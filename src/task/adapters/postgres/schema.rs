//! Diesel schema for task lifecycle persistence.

diesel::table! {
    /// Task records.
    tasks (id) {
        /// Task identifier.
        id -> Uuid,
        /// Record number issued at creation; unique per domain.
        record_number -> Int8,
        /// Task title.
        #[max_length = 255]
        title -> Varchar,
        /// Optional description.
        description -> Nullable<Text>,
        /// Optional priority reference.
        priority_id -> Nullable<Uuid>,
        /// Optional complexity reference.
        complexity_id -> Nullable<Uuid>,
        /// Optional workcenter reference.
        workcenter_id -> Nullable<Uuid>,
        /// Lifecycle status.
        #[max_length = 50]
        status -> Varchar,
        /// Current assignee, if any.
        assigned_to -> Nullable<Uuid>,
        /// Creating user.
        created_by -> Uuid,
        /// Originating receive, if any.
        receive_id -> Nullable<Uuid>,
        /// Creation timestamp.
        created_at -> Timestamptz,
        /// Last lifecycle timestamp.
        updated_at -> Timestamptz,
    }
}

diesel::table! {
    /// Append-only lifecycle action log.
    task_actions (id) {
        /// Action identifier.
        id -> Uuid,
        /// Task reference.
        task_id -> Uuid,
        /// Action category.
        #[max_length = 50]
        kind -> Varchar,
        /// Acting user.
        actor_id -> Uuid,
        /// Forwarding or assignment target, if any.
        target_id -> Nullable<Uuid>,
        /// Event timestamp.
        recorded_at -> Timestamptz,
    }
}

diesel::table! {
    /// Append-only field-level edit history.
    task_history (id) {
        /// Entry identifier.
        id -> Uuid,
        /// Task reference.
        task_id -> Uuid,
        /// Edited field name.
        #[max_length = 50]
        field -> Varchar,
        /// Previous value.
        old_value -> Nullable<Text>,
        /// Replacement value.
        new_value -> Nullable<Text>,
        /// Acting user.
        actor_id -> Uuid,
        /// Edit timestamp.
        recorded_at -> Timestamptz,
    }
}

- - - -

The answer must be the full listing, copied exactly.

filename src/task/adapters/postgres/schema.rs
//! Diesel schema for task lifecycle persistence.

diesel::table! {
    /// Task records.
    tasks (id) {
        /// Task identifier.
        id -> Uuid,
        /// Record number issued at creation; unique per domain.
        record_number -> Int8,
        /// Task title.
        #[max_length = 255]
        title -> Varchar,
        /// Optional description.
        description -> Nullable<Text>,
        /// Optional priority reference.
        priority_id -> Nullable<Uuid>,
        /// Optional complexity reference.
        complexity_id -> Nullable<Uuid>,
        /// Optional workcenter reference.
        workcenter_id -> Nullable<Uuid>,
        /// Lifecycle status.
        #[max_length = 50]
        status -> Varchar,
        /// Current assignee, if any.
        assigned_to -> Nullable<Uuid>,
        /// Creating user.
        created_by -> Uuid,
        /// Originating receive, if any.
        receive_id -> Nullable<Uuid>,
        /// Creation timestamp.
        created_at -> Timestamptz,
        /// Last lifecycle timestamp.
        updated_at -> Timestamptz,
    }
}

diesel::table! {
    /// Append-only lifecycle action log.
    task_actions (id) {
        /// Action identifier.
        id -> Uuid,
        /// Task reference.
        task_id -> Uuid,
        /// Action category.
        #[max_length = 50]
        kind -> Varchar,
        /// Acting user.
        actor_id -> Uuid,
        /// Forwarding or assignment target, if any.
        target_id -> Nullable<Uuid>,
        /// Event timestamp.
        recorded_at -> Timestamptz,
    }
}

diesel::table! {
    /// Append-only field-level edit history.
    task_history (id) {
        /// Entry identifier.
        id -> Uuid,
        /// Task reference.
        task_id -> Uuid,
        /// Edited field name.
        #[max_length = 50]
        field -> Varchar,
        /// Previous value.
        old_value -> Nullable<Text>,
        /// Replacement value.
        new_value -> Nullable<Text>,
        /// Acting user.
        actor_id -> Uuid,
        /// Edit timestamp.
        recorded_at -> Timestamptz,
    }
}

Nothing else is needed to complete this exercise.